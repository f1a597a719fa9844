//! Common types used across the application.

pub mod id;
pub mod pagination;

pub use id::*;
pub use pagination::{PageRequest, PageResponse};
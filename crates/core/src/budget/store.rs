//! In-process budget entity store.
//!
//! The store owns durable CRUD and referential integrity only; business
//! rules around status live in the workflow module. Mutations go through a
//! single write lock, and workflow commits use a compare-and-swap on the
//! stored status so two racing transitions cannot both succeed.

use std::collections::HashMap;
use std::sync::{Arc, PoisonError, RwLock, RwLockReadGuard, RwLockWriteGuard};

use mandira_shared::types::{BudgetId, BudgetItemId, PageRequest, PageResponse};
use mandira_shared::AppConfig;

use super::error::BudgetError;
use super::types::{
    Budget, BudgetFilter, BudgetItem, BudgetPatch, BudgetStatus, CreateBudgetInput,
    CreateBudgetItemInput,
};
use super::validation;
use crate::directory::{Clock, FundDirectory, LedgerDirectory};
use crate::workflow::error::WorkflowError;
use crate::workflow::types::WorkflowAction;

/// Budget entity store.
pub struct BudgetStore {
    funds: Arc<dyn FundDirectory>,
    ledgers: Arc<dyn LedgerDirectory>,
    clock: Arc<dyn Clock>,
    config: AppConfig,
    budgets: RwLock<HashMap<BudgetId, Budget>>,
}

impl BudgetStore {
    /// Creates an empty store.
    #[must_use]
    pub fn new(
        funds: Arc<dyn FundDirectory>,
        ledgers: Arc<dyn LedgerDirectory>,
        clock: Arc<dyn Clock>,
        config: AppConfig,
    ) -> Self {
        Self {
            funds,
            ledgers,
            clock,
            config,
            budgets: RwLock::new(HashMap::new()),
        }
    }

    fn read(&self) -> RwLockReadGuard<'_, HashMap<BudgetId, Budget>> {
        self.budgets.read().unwrap_or_else(PoisonError::into_inner)
    }

    fn write(&self) -> RwLockWriteGuard<'_, HashMap<BudgetId, Budget>> {
        self.budgets.write().unwrap_or_else(PoisonError::into_inner)
    }

    /// Validates shape and referential integrity of a create input.
    fn validate_input(&self, input: &CreateBudgetInput) -> Result<(), BudgetError> {
        validation::validate_name(&input.name)?;
        validation::validate_items(input.amount, &input.items)?;

        if !self.funds.exists(input.fund_id) {
            return Err(BudgetError::FundNotFound(input.fund_id));
        }
        for item in &input.items {
            if !self.ledgers.exists(item.ledger_id) {
                return Err(BudgetError::LedgerNotFound(item.ledger_id));
            }
        }
        Ok(())
    }

    fn materialize(&self, input: CreateBudgetInput) -> Budget {
        let now = self.clock.now();
        let items = input
            .items
            .into_iter()
            .map(|item| BudgetItem {
                id: BudgetItemId::new(),
                ledger_id: item.ledger_id,
                budgeted_amount: item.budgeted_amount,
                description: item.description,
            })
            .collect();

        Budget {
            id: BudgetId::new(),
            fund_id: input.fund_id,
            name: input.name,
            amount: input.amount,
            period: input.period,
            status: BudgetStatus::Draft,
            is_active: true,
            notes: input.notes,
            recurrence: input.recurrence,
            items,
            created_by: input.created_by,
            created_at: now,
            updated_at: now,
            submitted_at: None,
            submitted_by: None,
            decided_at: None,
            decided_by: None,
            decision_notes: None,
            closed_at: None,
            version: 1,
        }
    }

    /// Creates a budget in `Draft` status.
    pub fn create(&self, input: CreateBudgetInput) -> Result<Budget, BudgetError> {
        self.validate_input(&input)?;
        let budget = self.materialize(input);
        tracing::debug!(budget_id = %budget.id, fund_id = %budget.fund_id, "budget created");
        self.write().insert(budget.id, budget.clone());
        Ok(budget)
    }

    /// Creates a batch of budgets atomically.
    ///
    /// Every input is validated before any budget is inserted; a single
    /// failure leaves the store untouched.
    pub fn create_many(&self, inputs: Vec<CreateBudgetInput>) -> Result<Vec<Budget>, BudgetError> {
        for input in &inputs {
            self.validate_input(input)?;
        }

        let budgets: Vec<Budget> = inputs.into_iter().map(|i| self.materialize(i)).collect();
        let mut guard = self.write();
        for budget in &budgets {
            guard.insert(budget.id, budget.clone());
        }
        tracing::debug!(count = budgets.len(), "budget batch created");
        Ok(budgets)
    }

    /// Fetches a budget by ID.
    pub fn get(&self, id: BudgetId) -> Result<Budget, BudgetError> {
        self.read()
            .get(&id)
            .cloned()
            .ok_or(BudgetError::NotFound(id))
    }

    /// Applies a partial update.
    ///
    /// Amount, items, and period may only change while the budget is a
    /// draft; name, notes, and the active flag may change at any time
    /// outside the terminal states.
    pub fn update(&self, id: BudgetId, patch: BudgetPatch) -> Result<Budget, BudgetError> {
        let mut guard = self.write();
        let budget = guard.get_mut(&id).ok_or(BudgetError::NotFound(id))?;

        // Closed and Rejected budgets are immutable; Closed only changes
        // through reopen, Rejected only through an explicit return to draft.
        if matches!(budget.status, BudgetStatus::Closed | BudgetStatus::Rejected) {
            return Err(BudgetError::NotEditable(id));
        }

        let touches_structure =
            patch.amount.is_some() || patch.items.is_some() || patch.period.is_some();
        if touches_structure && !budget.status.is_editable() {
            if patch.period.is_some() && patch.amount.is_none() && patch.items.is_none() {
                return Err(BudgetError::PeriodLocked(id));
            }
            return Err(BudgetError::NotEditable(id));
        }

        let next_amount = patch.amount.unwrap_or(budget.amount);
        let next_items: Vec<CreateBudgetItemInput> = match &patch.items {
            Some(items) => items.clone(),
            None => budget
                .items
                .iter()
                .map(|item| CreateBudgetItemInput {
                    ledger_id: item.ledger_id,
                    budgeted_amount: item.budgeted_amount,
                    description: item.description.clone(),
                })
                .collect(),
        };

        if let Some(name) = &patch.name {
            validation::validate_name(name)?;
        }
        validation::validate_items(next_amount, &next_items)?;
        for item in &next_items {
            if !self.ledgers.exists(item.ledger_id) {
                return Err(BudgetError::LedgerNotFound(item.ledger_id));
            }
        }

        if let Some(name) = patch.name {
            budget.name = name;
        }
        budget.amount = next_amount;
        if patch.items.is_some() {
            budget.items = next_items
                .into_iter()
                .map(|item| BudgetItem {
                    id: BudgetItemId::new(),
                    ledger_id: item.ledger_id,
                    budgeted_amount: item.budgeted_amount,
                    description: item.description,
                })
                .collect();
        }
        if let Some(period) = patch.period {
            budget.period = period;
        }
        if let Some(notes) = patch.notes {
            budget.notes = notes;
        }
        if let Some(is_active) = patch.is_active {
            budget.is_active = is_active;
        }
        budget.updated_at = self.clock.now();
        budget.version += 1;

        Ok(budget.clone())
    }

    /// Deletes a draft budget.
    pub fn delete(&self, id: BudgetId) -> Result<(), BudgetError> {
        let mut guard = self.write();
        let budget = guard.get(&id).ok_or(BudgetError::NotFound(id))?;
        if budget.status != BudgetStatus::Draft {
            return Err(BudgetError::DeleteNotDraft(id));
        }
        guard.remove(&id);
        tracing::debug!(budget_id = %id, "budget deleted");
        Ok(())
    }

    /// Returns all budgets matching the filter, ordered by period start,
    /// then name, then ID.
    #[must_use]
    pub fn find(&self, filter: &BudgetFilter) -> Vec<Budget> {
        let mut budgets: Vec<Budget> = self
            .read()
            .values()
            .filter(|b| filter.matches(b))
            .cloned()
            .collect();
        budgets.sort_by(|a, b| {
            (a.period.from, &a.name, a.id).cmp(&(b.period.from, &b.name, b.id))
        });
        budgets
    }

    /// Lists budgets matching the filter, paginated.
    #[must_use]
    pub fn list(&self, filter: &BudgetFilter, page: PageRequest) -> PageResponse<Budget> {
        let page = page.capped(self.config.pagination.max_per_page);
        let matching = self.find(filter);
        let total = matching.len() as u64;
        let data: Vec<Budget> = matching
            .into_iter()
            .skip(page.offset())
            .take(page.limit())
            .collect();
        PageResponse::new(data, page.page, page.per_page, total)
    }

    /// Commits a workflow action if the stored status still matches the
    /// status the transition was computed from.
    ///
    /// This is the compare-and-swap that keeps concurrent transitions on
    /// the same budget from both succeeding: the loser observes the
    /// already-changed status and fails with `InvalidTransition`.
    pub fn apply_action(
        &self,
        id: BudgetId,
        expected_status: BudgetStatus,
        action: &WorkflowAction,
    ) -> Result<Budget, WorkflowError> {
        let mut guard = self.write();
        let budget = guard
            .get_mut(&id)
            .ok_or(WorkflowError::BudgetNotFound(id))?;

        if budget.status != expected_status {
            return Err(WorkflowError::InvalidTransition {
                from: budget.status,
                to: action.new_status(),
            });
        }

        budget.status = action.new_status();
        match action {
            WorkflowAction::Submit {
                submitted_by,
                submitted_at,
                ..
            } => {
                budget.submitted_at = Some(*submitted_at);
                budget.submitted_by = Some(*submitted_by);
                budget.updated_at = *submitted_at;
            }
            WorkflowAction::Approve {
                approved_by,
                approved_at,
                approval_notes,
                ..
            } => {
                budget.decided_at = Some(*approved_at);
                budget.decided_by = Some(*approved_by);
                budget.decision_notes = approval_notes.clone();
                budget.updated_at = *approved_at;
            }
            WorkflowAction::Reject {
                rejected_by,
                rejected_at,
                rejection_reason,
                ..
            } => {
                budget.decided_at = Some(*rejected_at);
                budget.decided_by = Some(*rejected_by);
                budget.decision_notes = Some(rejection_reason.clone());
                budget.updated_at = *rejected_at;
            }
            WorkflowAction::Close {
                closed_at, ..
            } => {
                budget.closed_at = Some(*closed_at);
                budget.updated_at = *closed_at;
            }
            WorkflowAction::Reopen {
                reopened_at,
                reopen_reason,
                ..
            } => {
                budget.closed_at = None;
                if reopen_reason.is_some() {
                    budget.decision_notes = reopen_reason.clone();
                }
                budget.updated_at = *reopened_at;
            }
            WorkflowAction::Return {
                returned_at, ..
            } => {
                budget.submitted_at = None;
                budget.submitted_by = None;
                budget.decided_at = None;
                budget.decided_by = None;
                budget.decision_notes = None;
                budget.updated_at = *returned_at;
            }
        }
        budget.version += 1;

        Ok(budget.clone())
    }
}
//! Recurring budget template types.

use chrono::NaiveDate;
use rust_decimal::Decimal;
use serde::{Deserialize, Serialize};
use std::fmt;

use mandira_shared::types::{FundId, LedgerId};

/// Recurrence cadence.
#[derive(Debug, Clone, Copy, PartialEq, Eq, Serialize, Deserialize)]
#[serde(rename_all = "lowercase")]
pub enum RecurrenceType {
    /// One occurrence every 7 days.
    Weekly,
    /// One occurrence every calendar month.
    Monthly,
}

impl RecurrenceType {
    /// Returns the string representation of the cadence.
    #[must_use]
    pub fn as_str(&self) -> &'static str {
        match self {
            Self::Weekly => "weekly",
            Self::Monthly => "monthly",
        }
    }

    /// Parses a cadence from a string.
    pub fn parse(s: &str) -> Option<Self> {
        match s.to_lowercase().as_str() {
            "weekly" => Some(Self::Weekly),
            "monthly" => Some(Self::Monthly),
            _ => None,
        }
    }
}

impl fmt::Display for RecurrenceType {
    fn fmt(&self, f: &mut fmt::Formatter<'_>) -> fmt::Result {
        write!(f, "{}", self.as_str())
    }
}

/// Per-occurrence amounts for a template item.
#[derive(Debug, Clone, Serialize, Deserialize)]
#[serde(rename_all = "snake_case")]
pub enum TemplateAmounts {
    /// The same amount, reused for every occurrence.
    Fixed(Decimal),
    /// One amount per occurrence; the list length must equal the
    /// occurrence count.
    PerOccurrence(Vec<Decimal>),
}

impl TemplateAmounts {
    /// Returns the amount for occurrence `index`, if defined.
    #[must_use]
    pub fn amount_for(&self, index: usize) -> Option<Decimal> {
        match self {
            Self::Fixed(amount) => Some(*amount),
            Self::PerOccurrence(amounts) => amounts.get(index).copied(),
        }
    }
}

/// A line item within a recurring template.
#[derive(Debug, Clone, Serialize, Deserialize)]
pub struct TemplateItem {
    /// Ledger the generated items allocate against.
    pub ledger_id: LedgerId,
    /// Optional description copied onto every generated item.
    pub description: Option<String>,
    /// Amounts per occurrence.
    pub amounts: TemplateAmounts,
}

/// A recurring budget template.
#[derive(Debug, Clone, Serialize, Deserialize)]
pub struct RecurringTemplate {
    /// Fund the generated budgets belong to.
    pub fund_id: FundId,
    /// Base name; each occurrence is suffixed with its start date.
    pub base_name: String,
    /// Recurrence cadence.
    pub recurrence: RecurrenceType,
    /// Number of occurrences to generate.
    pub occurrences: u32,
    /// Start date of the first occurrence.
    pub start: NaiveDate,
    /// Length in days of each occurrence's period.
    pub duration_days: u32,
    /// Template line items.
    pub items: Vec<TemplateItem>,
}
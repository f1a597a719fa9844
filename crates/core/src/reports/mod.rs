//! Read-only reporting projections over the store and aggregator.

pub mod service;
pub mod types;


pub use service::ReportService;
pub use types::{
    BudgetReportRow, CategoryBuckets, ComparisonReport, ComparisonRow, GroupBy, LedgerWiseRow,
    SummaryReport, SummaryTotals, UtilizationReport, VarianceStatus,
};
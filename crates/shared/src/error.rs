//! Application-wide error types.

use thiserror::Error;

/// Result type alias using `AppError`.
pub type AppResult<T> = Result<T, AppError>;

/// Application error types.
///
/// Domain modules carry their own error enums; this is the common
/// taxonomy they collapse into at the boundary to the caller.
#[derive(Debug, Error)]
pub enum AppError {
    /// Resource not found.
    #[error("Not found: {0}")]
    NotFound(String),

    /// Validation error (shape, sums, required fields).
    #[error("Validation error: {0}")]
    Validation(String),

    /// State machine precondition violated.
    #[error("Invalid transition: {0}")]
    InvalidTransition(String),

    /// Actor lacks the role required for the operation.
    #[error("Unauthorized: {0}")]
    Unauthorized(String),

    /// Referenced fund or ledger does not exist.
    #[error("Referential error: {0}")]
    Referential(String),

    /// Conflict (e.g., concurrent update lost the race).
    #[error("Conflict: {0}")]
    Conflict(String),

    /// Internal error.
    #[error("Internal error: {0}")]
    Internal(String),
}

impl AppError {
    /// Returns the HTTP status code for this error.
    #[must_use]
    pub const fn status_code(&self) -> u16 {
        match self {
            Self::NotFound(_) => 404,
            Self::Validation(_) => 400,
            Self::InvalidTransition(_) => 409,
            Self::Unauthorized(_) => 403,
            Self::Referential(_) => 422,
            Self::Conflict(_) => 409,
            Self::Internal(_) => 500,
        }
    }

    /// Returns the error code for API responses.
    #[must_use]
    pub const fn error_code(&self) -> &'static str {
        match self {
            Self::NotFound(_) => "NOT_FOUND",
            Self::Validation(_) => "VALIDATION_ERROR",
            Self::InvalidTransition(_) => "INVALID_TRANSITION",
            Self::Unauthorized(_) => "UNAUTHORIZED",
            Self::Referential(_) => "REFERENTIAL_ERROR",
            Self::Conflict(_) => "CONFLICT",
            Self::Internal(_) => "INTERNAL_ERROR",
        }
    }
}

» **What the task requires**
From the entries above, print the lines beginning at the one with "if touches_structure &&" and stopping after the one with "let next_items: Vec<CreateBudgetItemInput>", exactly as written and with nothing else.

» **Response**
        if touches_structure && !budget.status.is_editable() {
            if patch.period.is_some() && patch.amount.is_none() && patch.items.is_none() {
                return Err(BudgetError::PeriodLocked(id));
            }
            return Err(BudgetError::NotEditable(id));
        }

        let next_amount = patch.amount.unwrap_or(budget.amount);
        let next_items: Vec<CreateBudgetItemInput> = match &patch.items {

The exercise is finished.